▶ [WORK TASK] How many lines below contain the word "event"? Reply solely with the number.
*** MATERIAL FOR THE TASK ***
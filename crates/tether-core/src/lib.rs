//! tether-core
//!
//! Long-polling notification bus and background-job tracking.
//!
//! # モジュール構成
//! - **domain**: ドメインモデル（channel, ids, notification, message, progress, outcome, state, errors）
//! - **ports**: 抽象化レイヤー（PollTransport, JobControl, Visibility, Clock, IdGenerator）
//! - **app**: アプリケーションロジック（bus, tracker, monitor, backoff, config, builder）
//! - **impls**: 実装（HttpTransport, InMemoryServer）

pub mod app;
pub mod domain;
pub mod impls;
pub mod ports;
#[cfg(test)]
mod tests {
    use super::*;
    use crate::domain::Notification;
    use crate::ports::{AlwaysVisible, TransportError, WatchVisibility};
    use async_trait::async_trait;
    use serde_json::json;
    use std::collections::VecDeque;
    use std::time::Duration;
    use tokio::time::Instant;

    /// Scripted transport: answers polls from a queue and records requests.
    #[derive(Default)]
    struct Scripted {
        replies: Mutex<VecDeque<Result<Vec<Notification>, TransportError>>>,
        requests: Mutex<Vec<(Instant, PollRequest)>>,
    }

    impl Scripted {
        fn push(&self, reply: Result<Vec<Notification>, TransportError>) {
            lock(&self.replies).push_back(reply);
        }

        fn requests(&self) -> Vec<(Instant, PollRequest)> {
            lock(&self.requests).clone()
        }
    }

    #[async_trait]
    impl PollTransport for Scripted {
        async fn poll(&self, request: &PollRequest) -> Result<Vec<Notification>, TransportError> {
            lock(&self.requests).push((Instant::now(), request.clone()));
            let reply = lock(&self.replies).pop_front();
            match reply {
                Some(reply) => reply,
                // nothing scripted: behave like a server holding the request
                None => std::future::pending().await,
            }
        }
    }

    fn bus_with(transport: Arc<Scripted>, visibility: Arc<dyn Visibility>) -> NotificationBus {
        NotificationBus::with_parts(
            transport,
            visibility,
            &BusConfig::default(),
            StdRng::seed_from_u64(42),
            Arc::new(UlidGenerator::new(SystemClock)),
        )
    }

    fn note(id: u64, channel: &str) -> Notification {
        Notification::new(id, Channel::new(channel), json!({"id": id}))
    }

    #[tokio::test]
    async fn channels_are_deduplicated_and_removable() {
        let bus = bus_with(Arc::new(Scripted::default()), Arc::new(AlwaysVisible));
        bus.add_channel(Channel::new("a"));
        bus.add_channel(Channel::new("b"));
        bus.add_channel(Channel::new("a"));
        assert_eq!(bus.channels(), vec![Channel::new("a"), Channel::new("b")]);

        bus.delete_channel(&Channel::new("a"));
        assert_eq!(bus.channels(), vec![Channel::new("b")]);
    }

    #[tokio::test]
    async fn on_notification_advances_cursor_and_fans_out() {
        let bus = bus_with(Arc::new(Scripted::default()), Arc::new(AlwaysVisible));
        let mut rx = bus.subscribe();

        bus.on_notification(note(9, "x"));
        bus.on_notification(note(4, "y"));

        assert_eq!(bus.last(), 9);
        assert_eq!(rx.recv().await.unwrap().channel, Channel::new("x"));
        assert_eq!(rx.recv().await.unwrap().channel, Channel::new("y"));
    }

    #[tokio::test(start_paused = true)]
    async fn visible_page_repolls_immediately_with_new_cursor() {
        let transport = Arc::new(Scripted::default());
        transport.push(Ok(vec![note(3, "a"), note(5, "a")]));
        let bus = bus_with(Arc::clone(&transport), Arc::new(AlwaysVisible));
        bus.add_channel(Channel::new("a"));
        bus.set_option("bus_inactivity", json!(0));
        let mut rx = bus.subscribe();

        let start = Instant::now();
        bus.start_polling();
        assert_eq!(rx.recv().await.unwrap().message, json!({"id": 3}));
        assert_eq!(rx.recv().await.unwrap().message, json!({"id": 5}));

        tokio::time::sleep(Duration::from_millis(10)).await;
        let requests = transport.requests();
        assert_eq!(requests.len(), 2);
        assert_eq!(requests[0].1.last, 0);
        assert_eq!(requests[1].1.last, 5);
        assert_eq!(requests[1].1.channels, vec![Channel::new("a")]);
        assert_eq!(requests[1].1.options["bus_inactivity"], json!(0));
        assert!(requests[1].0 - start < Duration::from_secs(1));

        bus.shutdown().await;
    }

    #[tokio::test(start_paused = true)]
    async fn hidden_page_waits_for_the_jittered_delay() {
        let transport = Arc::new(Scripted::default());
        transport.push(Ok(vec![]));
        let bus = bus_with(Arc::clone(&transport), Arc::new(WatchVisibility::new(false)));

        bus.start_polling();
        tokio::time::sleep(Duration::from_secs(30)).await;

        let requests = transport.requests();
        assert_eq!(requests.len(), 2);
        let gap = requests[1].0 - requests[0].0;
        assert!(gap > Duration::from_secs(4), "gap was {gap:?}");
        assert!(gap <= Duration::from_secs(24), "gap was {gap:?}");

        bus.shutdown().await;
    }

    #[tokio::test(start_paused = true)]
    async fn becoming_visible_cuts_the_wait_short() {
        let transport = Arc::new(Scripted::default());
        transport.push(Ok(vec![]));
        let visibility = Arc::new(WatchVisibility::new(false));
        let bus = bus_with(Arc::clone(&transport), visibility.clone());

        bus.start_polling();
        tokio::time::sleep(Duration::from_millis(500)).await;
        assert_eq!(transport.requests().len(), 1);

        visibility.set_visible(true);
        tokio::time::sleep(Duration::from_millis(10)).await;
        let requests = transport.requests();
        assert_eq!(requests.len(), 2);
        assert!(requests[1].0 - requests[0].0 < Duration::from_secs(1));

        bus.shutdown().await;
    }

    #[tokio::test(start_paused = true)]
    async fn failures_back_off_then_retry() {
        let transport = Arc::new(Scripted::default());
        transport.push(Err(TransportError::Request("connection reset".into())));
        transport.push(Ok(vec![note(1, "a")]));
        let bus = bus_with(Arc::clone(&transport), Arc::new(AlwaysVisible));
        let mut rx = bus.subscribe();

        bus.start_polling();
        let event = tokio::time::timeout(Duration::from_secs(60), rx.recv())
            .await
            .unwrap()
            .unwrap();
        assert_eq!(event.channel, Channel::new("a"));

        let requests = transport.requests();
        let gap = requests[1].0 - requests[0].0;
        assert!(gap > Duration::from_secs(10), "gap was {gap:?}");
        assert!(gap <= Duration::from_secs(30), "gap was {gap:?}");

        bus.shutdown().await;
    }

    #[tokio::test(start_paused = true)]
    async fn start_is_idempotent_and_stop_clears_channels() {
        let transport = Arc::new(Scripted::default());
        let bus = bus_with(Arc::clone(&transport), Arc::new(AlwaysVisible));
        bus.add_channel(Channel::new("a"));

        bus.start_polling();
        bus.start_polling();
        tokio::time::sleep(Duration::from_millis(10)).await;
        assert!(bus.is_active());
        assert_eq!(transport.requests().len(), 1);

        bus.stop_polling();
        assert!(!bus.is_active());
        assert!(bus.channels().is_empty());
    }

    #[tokio::test(start_paused = true)]
    async fn shutdown_abandons_an_in_flight_poll() {
        let transport = Arc::new(Scripted::default());
        let bus = bus_with(Arc::clone(&transport), Arc::new(AlwaysVisible));

        bus.start_polling();
        tokio::time::sleep(Duration::from_millis(10)).await;
        assert_eq!(transport.requests().len(), 1);

        // the scripted poll never answers; only the stop signal ends the loop
        tokio::time::timeout(Duration::from_secs(1), bus.shutdown())
            .await
            .expect("poll loop did not exit");
        assert!(lock(&bus.inner.runner).is_none());
        assert_eq!(transport.requests().len(), 1);
    }

    #[tokio::test(start_paused = true)]
    async fn stop_interrupts_error_backoff() {
        let transport = Arc::new(Scripted::default());
        transport.push(Err(TransportError::Closed));
        transport.push(Ok(vec![]));
        let bus = bus_with(Arc::clone(&transport), Arc::new(AlwaysVisible));

        bus.start_polling();
        tokio::time::sleep(Duration::from_secs(1)).await;
        bus.shutdown().await;

        tokio::time::sleep(Duration::from_secs(60)).await;
        assert_eq!(transport.requests().len(), 1);
    }
}
//! Configuration.
//!
//! Defaults match the server's expectations; every knob can be overridden
//! from the environment:
//!
//! | Variable                      | Default | Description                              |
//! |-------------------------------|---------|------------------------------------------|
//! | `TETHER_BASE_URL`             | --      | Server root, e.g. `https://erp.example`  |
//! | `TETHER_SESSION`              | --      | Session cookie value sent with requests  |
//! | `TETHER_HIDDEN_DELAY_MS`      | `4000`  | Base wait after a successful poll        |
//! | `TETHER_ERROR_DELAY_MS`       | `10000` | Base wait after a failed poll            |
//! | `TETHER_JOB_TIME_LIMIT_SECS`  | `1200`  | Queue time plus running time of a job    |

use std::time::Duration;

use serde::Deserialize;

use super::backoff::Backoff;
use crate::domain::ConfigError;

/// 20 minutes: time in the queue plus running time.
pub const DEFAULT_JOB_TIME_LIMIT: Duration = Duration::from_secs(20 * 60);

#[derive(Debug, Clone, PartialEq, Deserialize)]
#[serde(default)]
pub struct BusConfig {
    pub hidden_delay_ms: u64,
    pub error_delay_ms: u64,
    /// Capacity of the notification fan-out; slow subscribers lag past it.
    pub fanout_capacity: usize,
}

impl Default for BusConfig {
    fn default() -> Self {
        let backoff = Backoff::default();
        Self {
            hidden_delay_ms: backoff.hidden_delay.as_millis() as u64,
            error_delay_ms: backoff.error_delay.as_millis() as u64,
            fanout_capacity: 1024,
        }
    }
}

impl BusConfig {
    pub fn backoff(&self) -> Backoff {
        Backoff {
            hidden_delay: Duration::from_millis(self.hidden_delay_ms),
            error_delay: Duration::from_millis(self.error_delay_ms),
            ..Backoff::default()
        }
    }
}

#[derive(Debug, Clone, PartialEq, Deserialize)]
#[serde(default)]
pub struct TrackerConfig {
    pub job_time_limit_secs: u64,
}

impl Default for TrackerConfig {
    fn default() -> Self {
        Self {
            job_time_limit_secs: DEFAULT_JOB_TIME_LIMIT.as_secs(),
        }
    }
}

impl TrackerConfig {
    pub fn job_time_limit(&self) -> Duration {
        Duration::from_secs(self.job_time_limit_secs)
    }
}

#[derive(Debug, Clone, Default, PartialEq, Deserialize)]
#[serde(default)]
pub struct TetherConfig {
    pub base_url: Option<String>,
    pub session_cookie: Option<String>,
    pub bus: BusConfig,
    pub tracker: TrackerConfig,
}

impl TetherConfig {
    pub fn from_env() -> Result<Self, ConfigError> {
        Self::from_lookup(|key| std::env::var(key).ok())
    }

    /// Build from an arbitrary variable source (used by tests).
    pub fn from_lookup<F>(lookup: F) -> Result<Self, ConfigError>
    where
        F: Fn(&str) -> Option<String>,
    {
        let mut config = TetherConfig {
            base_url: lookup("TETHER_BASE_URL").map(|url| url.trim_end_matches('/').to_string()),
            session_cookie: lookup("TETHER_SESSION"),
            ..TetherConfig::default()
        };
        if let Some(ms) = parse_u64(&lookup, "TETHER_HIDDEN_DELAY_MS")? {
            config.bus.hidden_delay_ms = ms;
        }
        if let Some(ms) = parse_u64(&lookup, "TETHER_ERROR_DELAY_MS")? {
            config.bus.error_delay_ms = ms;
        }
        if let Some(secs) = parse_u64(&lookup, "TETHER_JOB_TIME_LIMIT_SECS")? {
            if secs == 0 {
                return Err(ConfigError::Invalid {
                    var: "TETHER_JOB_TIME_LIMIT_SECS",
                    expected: "a positive number of seconds",
                    value: secs.to_string(),
                });
            }
            config.tracker.job_time_limit_secs = secs;
        }
        Ok(config)
    }

    pub fn require_base_url(&self) -> Result<&str, ConfigError> {
        self.base_url
            .as_deref()
            .ok_or(ConfigError::Missing("TETHER_BASE_URL"))
    }
}

fn parse_u64<F>(lookup: &F, var: &'static str) -> Result<Option<u64>, ConfigError>
where
    F: Fn(&str) -> Option<String>,
{
    match lookup(var) {
        None => Ok(None),
        Some(raw) => match raw.trim().parse() {
            Ok(value) => Ok(Some(value)),
            Err(_) => Err(ConfigError::Invalid {
                var,
                expected: "an unsigned integer",
                value: raw,
            }),
        },
    }
}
*** End of MATERIAL FOR THE TASK ***
▶ [SOLUTION BELOW] 2